It’s easier to look backwards. Let me start by looking backwards. The struggles of the past, struggles against slavery, struggles against imperialism, struggles for women’s rights, essentially, all of those struggles still exist, but social movements made those evils that were the norm become recognized as evils. Interracial marriage was illegal in this country until not too long ago. Now, people are shocked to learn that that was the case until 1967. Now, there’s gay rights. As far as the struggles of the future, let’s put it this way, I think we’re a long way off from a guaranteed free education as long as you want it. I think we’re a hell of a long way off from all food being organic and fair trade. As resources become scares, we will find new problems and new things to fight against and new creative solutions and new oppressive forces that try and suppress those solutions, so there will always be something to struggle for. I can’t imagine fifty years ago someone would guess, “Oh, one day people will be fighting against Tar Sands oil.” That didn’t exist yet. New things will come up.

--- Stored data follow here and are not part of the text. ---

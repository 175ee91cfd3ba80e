use uuid::Uuid;

use super::{QUESTION_COLUMNS, QuestionRepository};
use crate::errors::AppError;
use crate::models::Question;

/// One question as the admin surface supplies it.
#[derive(Debug, Clone, serde::Deserialize)]
#[serde(rename_all = "camelCase")]
pub struct NewQuestion {
    pub text: String,
    pub options: Vec<String>,
    pub correct_answer: String,
    pub time_limit_ms: Option<i64>,
}

impl NewQuestion {
    fn validate(&self) -> Result<(), AppError> {
        if self.options.len() != 4 {
            return Err(AppError::Validation(format!(
                "a question needs exactly 4 options, got {}",
                self.options.len()
            )));
        }
        if !self.options.contains(&self.correct_answer) {
            return Err(AppError::Validation(
                "correct answer must be one of the options".to_string(),
            ));
        }
        Ok(())
    }
}

impl QuestionRepository {
    /// Append a batch of questions to a still-scheduled game, numbering them
    /// after whatever the game already holds. Updates the game's
    /// `total_questions` in the same transaction.
    pub async fn add_batch(
        &self,
        game_id: Uuid,
        default_time_limit_ms: i64,
        batch: &[NewQuestion],
    ) -> Result<Vec<Question>, AppError> {
        for q in batch {
            q.validate()?;
        }

        let mut tx = self.pool.begin().await?;

        let status: String = sqlx::query_scalar("SELECT status::text FROM games WHERE id = $1")
            .bind(game_id)
            .fetch_optional(&mut *tx)
            .await?
            .ok_or_else(|| AppError::NotFound(format!("game {game_id}")))?;
        if status != "scheduled" {
            return Err(AppError::Validation(format!(
                "questions are immutable once a game leaves scheduled status (game is {status})"
            )));
        }

        let next_order: i32 = sqlx::query_scalar(
            "SELECT COALESCE(MAX(question_order) + 1, 0) FROM questions WHERE game_id = $1",
        )
        .bind(game_id)
        .fetch_one(&mut *tx)
        .await?;

        let mut created = Vec::with_capacity(batch.len());
        for (offset, q) in batch.iter().enumerate() {
            let question = sqlx::query_as::<_, Question>(&format!(
                "INSERT INTO questions
                   (game_id, question_order, text, correct_answer, options, time_limit_ms)
                 VALUES ($1, $2, $3, $4, $5, $6)
                 RETURNING {QUESTION_COLUMNS}"
            ))
            .bind(game_id)
            .bind(next_order + offset as i32)
            .bind(&q.text)
            .bind(&q.correct_answer)
            .bind(&q.options)
            .bind(q.time_limit_ms.unwrap_or(default_time_limit_ms))
            .fetch_one(&mut *tx)
            .await?;
            created.push(question);
        }

        sqlx::query(
            "UPDATE games
             SET total_questions = (SELECT COUNT(*) FROM questions WHERE game_id = $1)
             WHERE id = $1",
        )
        .bind(game_id)
        .execute(&mut *tx)
        .await?;

        tx.commit().await?;

        tracing::info!(%game_id, added = created.len(), "imported questions");
        Ok(created)
    }
}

I see an expansion of the definition of “We the People.” “We the People” used to mean we the white land owning men. I think “We the people” can and will come to include we the people of the entire world. I like that narrative for the American experiment, which is to say that it's a work in progress, that it’s always been an expansion of the idea of "We the People." It’s very easy to see environmental destruction, economic inequality among races getting worse. A lot of that looks like steps backwards, but if you take a longer look at the American experiment as basically an expansion of "We the People" and who the people are and what we the people means and what life, liberty and the pursuit of happiness means, that every generation, every century there’s been an expansion of the protection of human rights. There’s been a lot of steps backwards, and there’s been a lot of steps forward. As long as people still fight and struggle, then there will be an expansion of the definition to include everyone in as many ways as possible.